So my bf and I of almost 2 years have decided to get sober together, which is a really beautiful thing. We both have issues with alcohol and drinking too much, plus alcohol turns us both into ugly people. This is a huge step in our relationship.
However I’m a little nervous because I feel like so much of our relationship revolved around alcohol, and now being together sober feels a little weird. But weird in a good way if that makes sense. Like I feel shy and nervous, like first date feeling. ‘What do I say? Will he like me’ are thoughts that go thru my head like first date jitters.
I’m also struggling with the idea of wanting to drink, having some cravings here and there, especially right now as it’s the weekend and weekends were always heavy drinking for us. But I recognize that alcohol is destructive for me and I honestly find no joy in it once I start drinking.
Anyone out there gotten sober with their partner? Any advice or tips? He’s got a couple months under his belt and I have 5 Days.
I have been with my husband 18 years (12 married this year) and for the entire time we’ve been drinking buddies. It’s super scary to change. What if we hate each other?! I am 15 days in and he is yet to begin, though he says he will. So, while I can’t give you any insight yet, I will certainly be walking right beside you while we figure it out!
I hear you and totally understand. Its tough/strange to be truly vulnerable. Im working thru that now. I can tell you that an honest relationship that dn revolve around alcohol is much more satisfying bc alcohol dependency is progressive and destructive. My advice would be give it time, allow room for growth, accept it might be unconformtable and inorganic at times. Im struggling to take that advice as I am now sober in my relationship. My previous one was all kinds of screwed up by alcohol. It cant be sustained. Hope that helps a bit.
If it makes anyone feel any better, my wife and I have been together for 20 years, and we have been drinking buddies for that entire time. She has a couple more days sober than me and I am at 19 days. We have filled so much of our past free time socializing with each other and friends around the common thread of alcohol that there have been some very quiet times in our home recently…it’s weird to say the least. What I can tell you is we haven’t had a single argument since we stopped drinking and we are spending more quality time with our children. We are more receptive to each other’s requests and there seems to be much less chaos in our lives.

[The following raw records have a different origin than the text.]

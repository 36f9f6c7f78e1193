//! Conversions between UTC, TAI, TT, TDB and UT1.
//!
//! Every conversion goes through TT, the uniform scale of the crate:
//!
//! ```text
//!            leap seconds          32.184 s          tdb_minus_tt
//!    UTC  ───────────────▶  TAI  ──────────▶  TT  ───────────────▶  TDB
//!                                             │
//!                                             └──── ΔT ───▶  UT1
//! ```
//!
//! Forward steps are closed-form; TDB → TT and TAI → UTC past the table end
//! are solved by fixed-point iteration, which converges in a few steps since
//! both offsets vary by far less than a second per day.

use camino::Utf8Path;
use tracing::warn;

use crate::{
    constants::{DAYS_PER_CENTURY, J2000, SECONDS_PER_DAY, TT_MINUS_TAI},
    orrery_errors::Result,
};

use super::{
    calendar::{julian_date, CalendarTime},
    leap_seconds::{ExtrapolatedLeapSecondWarning, LeapSecondFormat, LeapSecondTable},
    Instant, TimeScale,
};

/// Default TT − UT1, in seconds (value around 2024).
pub const DEFAULT_DELTA_T: f64 = 69.2;

/// TDB − TT in seconds at a TT Julian date.
///
/// Arguments
/// -----------------
/// * `whole`, `fraction`: Two-part Julian date on TT (TDB gives the same
///   result to a few picoseconds).
///
/// Return
/// ----------
/// * The periodic offset from USNO Circular 179, eq. 2.6 (amplitude ~1.7 ms).
pub fn tdb_minus_tt(whole: f64, fraction: f64) -> f64 {
    let t = ((whole - J2000) + fraction) / DAYS_PER_CENTURY;
    0.001657 * (628.3076 * t + 6.2401).sin()
        + 0.000022 * (575.3385 * t + 4.2970).sin()
        + 0.000014 * (1256.6152 * t + 6.1969).sin()
        + 0.000005 * (606.9777 * t + 4.0212).sin()
        + 0.000005 * (52.9691 * t + 0.4444).sin()
        + 0.000002 * (21.3299 * t + 5.5431).sin()
        + 0.000010 * t * (628.3076 * t + 4.2490).sin()
}

/// Anything that can be brought to the uniform scale.
#[derive(Debug, Clone, Copy, PartialEq)]
pub enum TimeInput {
    /// Civil UTC date and time.
    Calendar(CalendarTime),
    Instant(Instant),
}

impl From<CalendarTime> for TimeInput {
    fn from(time: CalendarTime) -> Self {
        TimeInput::Calendar(time)
    }
}

impl From<Instant> for TimeInput {
    fn from(instant: Instant) -> Self {
        TimeInput::Instant(instant)
    }
}

impl From<&Instant> for TimeInput {
    fn from(instant: &Instant) -> Self {
        TimeInput::Instant(*instant)
    }
}

/// Converter between time scales.
///
/// Holds only immutable tables, so one value can be shared (`Arc`) by every
/// thread issuing queries.
#[derive(Debug, Clone, PartialEq)]
pub struct TimeScales {
    leap_seconds: LeapSecondTable,
    delta_t: f64,
}

impl Default for TimeScales {
    fn default() -> Self {
        TimeScales::new(LeapSecondTable::builtin())
    }
}

impl TimeScales {
    pub fn new(leap_seconds: LeapSecondTable) -> Self {
        TimeScales {
            leap_seconds,
            delta_t: DEFAULT_DELTA_T,
        }
    }

    /// Converter using a leap-second file instead of the built-in table.
    pub fn from_leap_second_file(path: &Utf8Path, format: LeapSecondFormat) -> Result<Self> {
        Ok(Self::new(LeapSecondTable::load(path, format)?))
    }

    /// Set TT − UT1, in seconds.
    pub fn with_delta_t(mut self, seconds: f64) -> Self {
        self.delta_t = seconds;
        self
    }

    pub fn delta_t(&self) -> f64 {
        self.delta_t
    }

    pub fn leap_seconds(&self) -> &LeapSecondTable {
        &self.leap_seconds
    }

    /// Last date (UTC) for which the leap-second table is authoritative.
    pub fn valid_through(&self) -> CalendarTime {
        CalendarTime::from_julian_date(self.leap_seconds.valid_through(), 0.0)
    }

    fn report(
        &self,
        warning: Option<ExtrapolatedLeapSecondWarning>,
    ) -> Option<ExtrapolatedLeapSecondWarning> {
        if let Some(w) = &warning {
            warn!(
                jd_utc = w.jd_utc,
                valid_through = w.valid_through,
                offset = w.offset,
                "leap-second table extrapolated"
            );
        }
        warning
    }

    /// TT instant of a UTC civil time.
    ///
    /// The offset is looked up at the start of the minute, so a `second` of
    /// 60 during a leap-second day lands on the inserted second.
    fn calendar_to_tt(&self, time: &CalendarTime) -> Instant {
        let (whole, minutes) = julian_date(time.year, time.month, time.day, time.hour, time.minute, 0.0);
        let (offset, warning) = self.leap_seconds.offset_at(whole + minutes);
        let warning = self.report(warning);
        let fraction = minutes + (time.second + offset + TT_MINUS_TAI) / SECONDS_PER_DAY;
        Instant::from_jd_parts(whole, fraction, TimeScale::Tt).with_warning(warning)
    }

    /// Convert to TT, the uniform scale.
    ///
    /// Arguments
    /// -----------------
    /// * `input`: A [`CalendarTime`] read as UTC, or an [`Instant`] on any scale.
    ///
    /// Return
    /// ----------
    /// * The TT instant, carrying an [`ExtrapolatedLeapSecondWarning`] when the
    ///   leap-second table had to be extrapolated.
    ///
    /// See also
    /// ------------
    /// * [`TimeScales::to_kernel_scale`] – Continue to TDB.
    pub fn to_uniform_scale(&self, input: impl Into<TimeInput>) -> Instant {
        match input.into() {
            TimeInput::Calendar(time) => self.calendar_to_tt(&time),
            TimeInput::Instant(instant) => self.to_tt(&instant),
        }
    }

    /// Convert to TDB, the scale of kernel time arguments.
    pub fn to_kernel_scale(&self, instant: &Instant) -> Instant {
        self.convert(instant, TimeScale::Tdb)
    }

    /// TT instant of a UTC civil time given by its components.
    pub fn utc(
        &self,
        year: i32,
        month: u8,
        day: u8,
        hour: u8,
        minute: u8,
        second: f64,
    ) -> Result<Instant> {
        let time = CalendarTime::new(year, month, day, hour, minute, second)?;
        Ok(self.calendar_to_tt(&time))
    }

    pub fn tt_jd(&self, jd: f64) -> Instant {
        Instant::from_jd(jd, TimeScale::Tt)
    }

    pub fn tdb_jd(&self, jd: f64) -> Instant {
        Instant::from_jd(jd, TimeScale::Tdb)
    }

    fn to_tt(&self, instant: &Instant) -> Instant {
        let (whole, fraction) = (instant.whole(), instant.fraction());
        match instant.scale() {
            TimeScale::Tt => *instant,
            TimeScale::Tai => {
                instant.rescaled(whole, fraction + TT_MINUS_TAI / SECONDS_PER_DAY, TimeScale::Tt)
            }
            TimeScale::Utc => {
                // Inside a leap second the offset of the day before still holds.
                let day = if instant.is_leap_second() {
                    instant.jd() - 1.0
                } else {
                    instant.jd()
                };
                let (offset, warning) = self.leap_seconds.offset_at(day);
                let warning = self.report(warning);
                instant
                    .rescaled(
                        whole,
                        fraction + (offset + TT_MINUS_TAI) / SECONDS_PER_DAY,
                        TimeScale::Tt,
                    )
                    .with_warning(warning)
            }
            TimeScale::Tdb => {
                let mut tt_fraction = fraction;
                for _ in 0..3 {
                    tt_fraction = fraction - tdb_minus_tt(whole, tt_fraction) / SECONDS_PER_DAY;
                }
                instant.rescaled(whole, tt_fraction, TimeScale::Tt)
            }
            TimeScale::Ut1 => {
                instant.rescaled(whole, fraction + self.delta_t / SECONDS_PER_DAY, TimeScale::Tt)
            }
        }
    }

    fn from_tt(&self, tt: &Instant, scale: TimeScale) -> Instant {
        let (whole, fraction) = (tt.whole(), tt.fraction());
        match scale {
            TimeScale::Tt => *tt,
            TimeScale::Tai => {
                tt.rescaled(whole, fraction - TT_MINUS_TAI / SECONDS_PER_DAY, TimeScale::Tai)
            }
            TimeScale::Utc => {
                let split = self
                    .leap_seconds
                    .utc_from_tai(whole, fraction - TT_MINUS_TAI / SECONDS_PER_DAY);
                let warning = self.report(split.warning);
                tt.rescaled(split.whole, split.fraction, TimeScale::Utc)
                    .within_leap_second(split.leap_second.is_some())
                    .with_warning(warning)
            }
            TimeScale::Tdb => tt.rescaled(
                whole,
                fraction + tdb_minus_tt(whole, fraction) / SECONDS_PER_DAY,
                TimeScale::Tdb,
            ),
            TimeScale::Ut1 => {
                tt.rescaled(whole, fraction - self.delta_t / SECONDS_PER_DAY, TimeScale::Ut1)
            }
        }
    }

    /// Express an instant on another scale.
    pub fn convert(&self, instant: &Instant, scale: TimeScale) -> Instant {
        if instant.scale() == scale {
            return *instant;
        }
        let tt = self.to_tt(instant);
        self.from_tt(&tt, scale)
    }

    /// UTC civil time of an instant, naming `23:59:60` inside leap seconds.
    pub fn utc_calendar(&self, instant: &Instant) -> CalendarTime {
        self.utc_calendar_offset(instant, 0.0)
    }

    fn utc_calendar_offset(&self, instant: &Instant, offset_seconds: f64) -> CalendarTime {
        let tt = self.to_tt(instant);
        let split = self.leap_seconds.utc_from_tai(
            tt.whole(),
            tt.fraction() + (offset_seconds - TT_MINUS_TAI) / SECONDS_PER_DAY,
        );
        match split.leap_second {
            Some((into, next_midnight)) => {
                let day_before = CalendarTime::from_julian_date(next_midnight - 1.0, 0.0);
                CalendarTime {
                    hour: 23,
                    minute: 59,
                    second: 60.0 + into,
                    ..day_before
                }
            }
            None => CalendarTime::from_julian_date(split.whole, split.fraction),
        }
    }

    /// ISO 8601 UTC text of an instant, rounded to `places` decimals.
    ///
    /// Return
    /// ----------
    /// * Text such as `2016-12-31T23:59:60.50Z`.
    pub fn utc_iso(&self, instant: &Instant, places: usize) -> String {
        let half_unit = 0.5 * 10f64.powi(-(places as i32));
        self.utc_calendar_offset(instant, half_unit).iso(places)
    }
}
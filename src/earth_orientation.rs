//! Earth orientation: obliquity, precession, nutation and sidereal time.
//!
//! The rotations here chain the inertial frames to the rotating Earth:
//!
//! ```text
//! ICRF ──B──▶ mean J2000 ──P(t)──▶ mean of date ──N(t)──▶ true of date ──R3(GAST)──▶ Earth-fixed
//! ```
//!
//! * `B`: frame bias, IERS 2003 conventions;
//! * `P`: precession, Capitaine et al. (2003) four-rotation form;
//! * `N`: nutation, IAU 1980 (Wahr) series with the IAU 1976 mean obliquity;
//! * `GAST`: IAU 1982 mean sidereal time plus the equation of the equinoxes.
//!
//! Every matrix is a **passive** rotation: it re-expresses a fixed vector in
//! the target frame, `x_target = M · x_source`.
//!
//! Time arguments are Julian centuries of TT since J2000 unless stated
//! otherwise (TDB is interchangeable at this precision).

use nalgebra::{Matrix3, Rotation3, Unit, Vector3};
use once_cell::sync::Lazy;

use crate::{
    constants::{ArcSec, Radian, DAYS_PER_CENTURY, DPI, JDTOMJD, J2000, RADSEC, SIDEREAL_RATIO},
    time::Instant,
};

/// J2000 mean obliquity of the IAU 2006 precession, in arcseconds.
const EPS0: ArcSec = 84_381.406;

/// Coordinate axis of an elementary rotation.
#[derive(Debug, Clone, Copy, PartialEq, Eq)]
pub enum Axis {
    X,
    Y,
    Z,
}

/// Passive rotation of the coordinate frame by `angle` about `axis`.
///
/// Arguments
/// -----------------
/// * `angle`: Rotation angle in radians, counter-clockwise seen from the tip
///   of the axis.
/// * `axis`: Rotation axis.
///
/// Return
/// ----------
/// * The matrix expressing a fixed vector in the rotated frame.
pub fn rotmt(angle: Radian, axis: Axis) -> Matrix3<f64> {
    let axis: Unit<Vector3<f64>> = match axis {
        Axis::X => Vector3::x_axis(),
        Axis::Y => Vector3::y_axis(),
        Axis::Z => Vector3::z_axis(),
    };
    Rotation3::from_axis_angle(&axis, -angle).into_inner()
}

/// Frame bias from the ICRF to the dynamical mean equator and equinox of J2000.
pub static FRAME_BIAS: Lazy<Matrix3<f64>> = Lazy::new(|| {
    let xi0 = -0.0166170 * RADSEC;
    let eta0 = -0.0068192 * RADSEC;
    let da0 = -0.01460 * RADSEC;

    let (xy, xz) = (da0, -xi0);
    let (yx, yz) = (-da0, -eta0);
    let (zx, zy) = (xi0, eta0);

    let xx = 1.0 - 0.5 * (yx * yx + zx * zx);
    let yy = 1.0 - 0.5 * (yx * yx + zy * zy);
    let zz = 1.0 - 0.5 * (zy * zy + zx * zx);

    Matrix3::new(xx, xy, xz, yx, yy, yz, zx, zy, zz)
});

/// Rotation from the J2000 mean equator to the mean ecliptic and equinox of J2000.
pub static EQUATOR_TO_ECLIPTIC_J2000: Lazy<Matrix3<f64>> =
    Lazy::new(|| rotmt(crate::constants::OBLIQUITY_J2000_ARCSEC * RADSEC, Axis::X));

/// Mean obliquity of the ecliptic, IAU 1976.
///
/// Arguments
/// -----------------
/// * `t`: Julian centuries of TT since J2000.
///
/// Return
/// ----------
/// * `ε = 84381.448" − 46.815" T − 0.0006" T² + 0.00181" T³`, in radians.
pub fn mean_obliquity(t: f64) -> Radian {
    let ob0 = ((23.0 * 3600.0 + 26.0 * 60.0) + 21.448) * RADSEC;
    let ob1 = -46.815 * RADSEC;
    let ob2 = -0.0006 * RADSEC;
    let ob3 = 0.00181 * RADSEC;

    ((ob3 * t + ob2) * t + ob1) * t + ob0
}

/// Nutation in longitude and obliquity, IAU 1980 (Wahr) theory.
///
/// The 106-term series is evaluated with products of the sines and cosines
/// of the five Delaunay arguments instead of one trigonometric call per term.
///
/// Arguments
/// -----------------
/// * `t`: Julian centuries of TT since J2000.
///
/// Return
/// ----------
/// * `(Δψ, Δε)` in arcseconds.
///
/// See also
/// ------------
/// * [`nutation_matrix`] – Rotation built from these angles.
pub fn nutation_angles(t: f64) -> (ArcSec, ArcSec) {
    let t2 = t * t;
    let t3 = t2 * t;

    let dl = (485866.733 + 1717915922.633 * t + 31.310 * t2 + 0.064 * t3) * RADSEC;
    let dp = (1287099.804 + 129596581.224 * t - 0.577 * t2 - 0.012 * t3) * RADSEC;
    let df = (335778.877 + 1739527263.137 * t - 13.257 * t2 + 0.011 * t3) * RADSEC;
    let dd = (1072261.307 + 1602961601.328 * t - 6.891 * t2 + 0.019 * t3) * RADSEC;
    let dn = (450160.280 - 6962890.539 * t + 7.455 * t2 + 0.008 * t3) * RADSEC;

    let l = dl % DPI;
    let p = dp % DPI;
    let x = df % DPI * 2.0;
    let d = dd % DPI;
    let n = dn % DPI;

    let cos_sin = |x: f64| -> (f64, f64) { (x.cos(), x.sin()) };

    let (cl, sl) = cos_sin(l);
    let (cp, sp) = cos_sin(p);
    let (cx, sx) = cos_sin(x);
    let (cd, sd) = cos_sin(d);
    let (cn, sn) = cos_sin(n);

    let cp2 = 2.0 * cp * cp - 1.0;

    let sp2 = 2.0 * sp * cp;
    let cd2 = 2.0 * cd * cd - 1.0;
    let sd2 = 2.0 * sd * cd;
    let cn2 = 2.0 * cn * cn - 1.0;
    let sn2 = 2.0 * sn * cn;
    let cl2 = 2.0 * cl * cl - 1.0;
    let sl2 = 2.0 * sl * cl;

    let ca = cx * cd2 + sx * sd2;
    let sa = sx * cd2 - cx * sd2;
    let cb = ca * cn - sa * sn;
    let sb = sa * cn + ca * sn;
    let cc = cb * cn - sb * sn;
    let sc = sb * cn + cb * sn;

    let cv = cx * cd2 - sx * sd2;
    let sv = sx * cd2 + cx * sd2;
    let ce = cv * cn - sv * sn;
    let se = sv * cn + cv * sn;
    let cf = ce * cn - se * sn;
    let sf = se * cn + ce * sn;

    let cg = cl * cd2 + sl * sd2;
    let sg = sl * cd2 - cl * sd2;
    let ch = cx * cn2 - sx * sn2;
    let sh = sx * cn2 + cx * sn2;
    let cj = ch * cl - sh * sl;
    let sj = sh * cl + ch * sl;

    let ck = cj * cl - sj * sl;
    let sk = sj * cl + cj * sl;
    let cm = cx * cl2 + sx * sl2;
    let sm = sx * cl2 - cx * sl2;
    let cq = cl * cd + sl * sd;
    let sq = sl * cd - cl * sd;

    let cr = 2.0 * cq * cq - 1.0;
    let sr = 2.0 * sq * cq;
    let cs = cx * cn - sx * sn;
    let ss = sx * cn + cx * sn;
    let ct = cs * cl - ss * sl;
    let st = ss * cl + cs * sl;

    let cu = cf * cl + sf * sl;
    let su = sf * cl - cf * sl;
    let cw = cp * cg - sp * sg;
    let sw = sp * cg + cp * sg;

    // Longitude terms, in units of 0.1 mas
    let mut dpsi =
        -(171996.0 + 174.2 * t) * sn + (2062.0 + 0.2 * t) * sn2 + 46.0 * (sm * cn + cm * sn)
            - 11.0 * sm
            - 3.0 * (sm * cn2 + cm * sn2)
            - 3.0 * (sq * cp - cq * sp)
            - 2.0 * (sb * cp2 - cb * sp2)
            + (sn * cm - cn * sm)
            - (13187.0 + 1.6 * t) * sc
            + (1426.0 - 3.4 * t) * sp
            - (517.0 - 1.2 * t) * (sc * cp + cc * sp)
            + (217.0 - 0.5 * t) * (sc * cp - cc * sp)
            + (129.0 + 0.1 * t) * sb
            + 48.0 * sr
            - 22.0 * sa
            + (17.0 - 0.1 * t) * sp2
            - 15.0 * (sp * cn + cp * sn)
            - (16.0 - 0.1 * t) * (sc * cp2 + cc * sp2)
            - 12.0 * (sn * cp - cn * sp);

    dpsi += -6.0 * (sn * cr - cn * sr) - 5.0 * (sb * cp - cb * sp)
        + 4.0 * (sr * cn + cr * sn)
        + 4.0 * (sb * cp + cb * sp)
        - 4.0 * sq
        + (sr * cp + cr * sp)
        + (sn * ca - cn * sa)
        - (sp * ca - cp * sa)
        + (sp * cn2 + cp * sn2)
        + (sn * cq - cn * sq)
        - (sp * ca + cp * sa)
        - (2274.0 + 0.2 * t) * sh
        + (712.0 + 0.1 * t) * sl
        - (386.0 + 0.4 * t) * ss
        - 301.0 * sj
        - 158.0 * sg
        + 123.0 * (sh * cl - ch * sl)
        + 63.0 * sd2
        + (63.0 + 0.1 * t) * (sl * cn + cl * sn)
        - (58.0 + 0.1 * t) * (sn * cl - cn * sl)
        - 59.0 * su
        - 51.0 * st
        - 38.0 * sf
        + 29.0 * sl2;

    dpsi += 29.0 * (sc * cl + cc * sl) - 31.0 * sk
        + 26.0 * sx
        + 21.0 * (ss * cl - cs * sl)
        + 16.0 * (sn * cg - cn * sg)
        - 13.0 * (sn * cg + cn * sg)
        - 10.0 * (se * cl - ce * sl)
        - 7.0 * (sg * cp + cg * sp)
        + 7.0 * (sh * cp + ch * sp)
        - 7.0 * (sh * cp - ch * sp)
        - 8.0 * (sf * cl + cf * sl)
        + 6.0 * (sl * cd2 + cl * sd2)
        + 6.0 * (sc * cl2 + cc * sl2)
        - 6.0 * (sn * cd2 + cn * sd2)
        - 7.0 * se
        + 6.0 * (sb * cl + cb * sl)
        - 5.0 * (sn * cd2 - cn * sd2)
        + 5.0 * (sl * cp - cl * sp)
        - 5.0 * (ss * cl2 + cs * sl2)
        - 4.0 * (sp * cd2 - cp * sd2);

    dpsi += 4.0 * (sl * cx - cl * sx) - 4.0 * sd - 3.0 * (sl * cp + cl * sp)
        + 3.0 * (sl * cx + cl * sx)
        - 3.0 * (sj * cp - cj * sp)
        - 3.0 * (su * cp - cu * sp)
        - 2.0 * (sn * cl2 - cn * sl2)
        - 3.0 * (sk * cl + ck * sl)
        - 3.0 * (sf * cp - cf * sp)
        + 2.0 * (sj * cp + cj * sp)
        - 2.0 * (sb * cl - cb * sl);

    dpsi += 2.0 * (sn * cl2 + cn * sl2) - 2.0 * (sl * cn2 + cl * sn2)
        + 2.0 * (sl * cl2 + cl * sl2)
        + 2.0 * (sh * cd + ch * sd)
        + (sn2 * cl - cn2 * sl)
        - (sg * cd2 - cg * sd2)
        + (sf * cl2 - cf * sl2)
        - 2.0 * (su * cd2 + cu * sd2)
        - (sr * cd2 - cr * sd2)
        + (sw * ch + cw * sh)
        - (sl * ce + cl * se)
        - (sf * cr - cf * sr)
        + (su * ca + cu * sa)
        + (sg * cp - cg * sp)
        + (sb * cl2 + cb * sl2)
        - (sf * cl2 + cf * sl2)
        - (st * ca - ct * sa)
        + (sc * cx + cc * sx)
        + (sj * cr + cj * sr)
        - (sg * cx + cg * sx);

    dpsi += (sp * cs + cp * ss) + (sn * cw - cn * sw)
        - (sn * cx - cn * sx)
        - (sh * cd - ch * sd)
        - (sp * cd2 + cp * sd2)
        - (sl * cv - cl * sv)
        - (ss * cp - cs * sp)
        - (sw * cn + cw * sn)
        - (sl * ca - cl * sa)
        + (sl2 * cd2 + cl2 * sd2)
        - (sf * cd2 + cf * sd2)
        + (sp * cd + cp * sd);

    // Obliquity terms, in units of 0.1 mas
    let mut deps = (92025.0 + 8.9 * t) * cn - (895.0 - 0.5 * t) * cn2 - 24.0 * (cm * cn - sm * sn)
        + (cm * cn2 - sm * sn2)
        + (cb * cp2 + sb * sp2)
        + (5736.0 - 3.1 * t) * cc
        + (54.0 - 0.1 * t) * cp
        + (224.0 - 0.6 * t) * (cc * cp - sc * sp)
        - (95.0 - 0.3 * t) * (cc * cp + sc * sp)
        - 70.0 * cb
        + cr
        + 9.0 * (cp * cn - sp * sn)
        + 7.0 * (cc * cp2 - sc * sp2)
        + 6.0 * (cn * cp + sn * sp)
        + 3.0 * (cn * cr + sn * sr)
        + 3.0 * (cb * cp + sb * sp)
        - 2.0 * (cr * cn - sr * sn)
        - 2.0 * (cb * cp - sb * sp);

    deps += (977.0 - 0.5 * t) * ch - 7.0 * cl + 200.0 * cs + (129.0 - 0.1 * t) * cj
        - cg
        - 53.0 * (ch * cl + sh * sl)
        - 2.0 * cd2
        - 33.0 * (cl * cn - sl * sn)
        + 32.0 * (cn * cl + sn * sl)
        + 26.0 * cu
        + 27.0 * ct
        + 16.0 * cf
        - cl2
        - 12.0 * (cc * cl - sc * sl)
        + 13.0 * ck
        - cx
        - 10.0 * (cs * cl + ss * sl)
        - 8.0 * (cn * cg + sn * sg)
        + 7.0 * (cn * cg - sn * sg)
        + 5.0 * (ce * cl + se * sl)
        - 3.0 * (ch * cp - sh * sp)
        + 3.0 * (ch * cp + sh * sp)
        + 3.0 * (cf * cl - sf * sl)
        - 3.0 * (cc * cl2 - sc * sl2)
        + 3.0 * (cn * cd2 - sn * sd2)
        + 3.0 * ce
        - 3.0 * (cb * cl - sb * sl)
        + 3.0 * (cn * cd2 + sn * sd2)
        + 3.0 * (cs * cl2 - ss * sl2)
        + (cj * cp + sj * sp)
        + (cu * cp + su * sp)
        + (cn * cl2 + sn * sl2)
        + (ck * cl - sk * sl)
        + (cf * cp + sf * sp)
        - (cj * cp - sj * sp)
        + (cb * cl + sb * sl)
        - (cn * cl2 - sn * sl2)
        + (cl * cn2 - sl * sn2)
        - (ch * cd - sh * sd)
        - (cn2 * cl + sn2 * sl)
        - (cf * cl2 + sf * sl2)
        + (cu * cd2 - su * sd2)
        - (cw * ch - sw * sh)
        + (cl * ce - sl * se)
        + (cf * cr + sf * sr)
        - (cb * cl2 - sb * sl2);

    dpsi *= 1e-4;
    deps *= 1e-4;

    (dpsi, deps)
}

/// Nutation matrix from the mean to the true equator and equinox of date.
///
/// `N = R1(−ε − Δε) · R3(−Δψ) · R1(ε)`
pub fn nutation_matrix(t: f64) -> Matrix3<f64> {
    let eps = mean_obliquity(t);
    let (dpsi, deps) = nutation_angles(t);
    let true_eps = eps + deps * RADSEC;
    rotmt(-true_eps, Axis::X) * rotmt(-dpsi * RADSEC, Axis::Z) * rotmt(eps, Axis::X)
}

/// Precession matrix from the mean equator and equinox of J2000 to the mean
/// equator and equinox of date, Capitaine et al. (2003).
///
/// `P = R3(χ_A) · R1(−ω_A) · R3(−ψ_A) · R1(ε_0)`
pub fn precession_matrix(t: f64) -> Matrix3<f64> {
    let psi_a =
        ((((-0.0000000951 * t + 0.000132851) * t - 0.00114045) * t - 1.0790069) * t + 5038.481507)
            * t;
    let omega_a =
        ((((0.0000003337 * t - 0.000000467) * t - 0.00772503) * t + 0.0512623) * t - 0.025754) * t
            + EPS0;
    let chi_a =
        ((((-0.0000000560 * t + 0.000170663) * t - 0.00121197) * t - 2.3814292) * t + 10.556403)
            * t;

    rotmt(chi_a * RADSEC, Axis::Z)
        * rotmt(-omega_a * RADSEC, Axis::X)
        * rotmt(-psi_a * RADSEC, Axis::Z)
        * rotmt(EPS0 * RADSEC, Axis::X)
}

/// Equation of the equinoxes `Δψ cos ε`, in radians.
pub fn equation_of_equinoxes(t: f64) -> Radian {
    let (dpsi, _) = nutation_angles(t);
    RADSEC * dpsi * mean_obliquity(t).cos()
}

/// Greenwich mean sidereal time, IAU 1982.
///
/// Arguments
/// -----------------
/// * `mjd_ut1`: Modified Julian date on UT1.
///
/// Return
/// ----------
/// * GMST in radians, within `[0, 2π)`.
pub fn gmst(mjd_ut1: f64) -> Radian {
    const C0: f64 = 24110.54841;
    const C1: f64 = 8640184.812866;
    const C2: f64 = 9.3104e-2;
    const C3: f64 = -6.2e-6;

    // Sidereal time at 0h UT1 of the day, then the rotation since midnight.
    let midnight = mjd_ut1.floor();
    let t = (midnight + JDTOMJD - J2000) / DAYS_PER_CENTURY;
    let gmst0 = (((C3 * t + C2) * t + C1) * t + C0) * DPI / 86400.0;
    let angle = gmst0 + (mjd_ut1 - midnight) * DPI * SIDEREAL_RATIO;

    angle.rem_euclid(DPI)
}

/// Greenwich apparent sidereal time, in radians within `[0, 2π)`.
///
/// Arguments
/// -----------------
/// * `ut1`: The instant on UT1, driving the Earth rotation angle.
/// * `tt`: The same instant on TT, driving the nutation.
pub fn gast(ut1: &Instant, tt: &Instant) -> Radian {
    (gmst(ut1.mjd()) + equation_of_equinoxes(tt.centuries_since_j2000())).rem_euclid(DPI)
}

/// Full rotation from the ICRF to the true equator and equinox of date,
/// `M = N · P · B`.
pub fn icrf_to_true_of_date(t: f64) -> Matrix3<f64> {
    nutation_matrix(t) * precession_matrix(t) * *FRAME_BIAS
}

Two people who met and spent their entire relationship in the presence of alcohol or any other addictive influence for that matter, may find their interests aren’t necessarily the same when sober. We are working thru a new phase…it doesn’t seem as fun as it used to be, but it is definitely healthier. And when I take a step back and look at it through sober I realize those “fun times” also created a lot of problems in our life as well.
Thanks @Spartan_Chris. Your story and mine seem to have a lot of common threads!! I am anxiously awaiting for my husband to jump on board so we can face this together… just worried he won’t, and then what? Either way it’s awesome that you two are working together at this so congratulations on that! I think as with any change, it just takes time to find new routines. If we look at it like it’s a new relationship and give it that same effort, maybe that will help.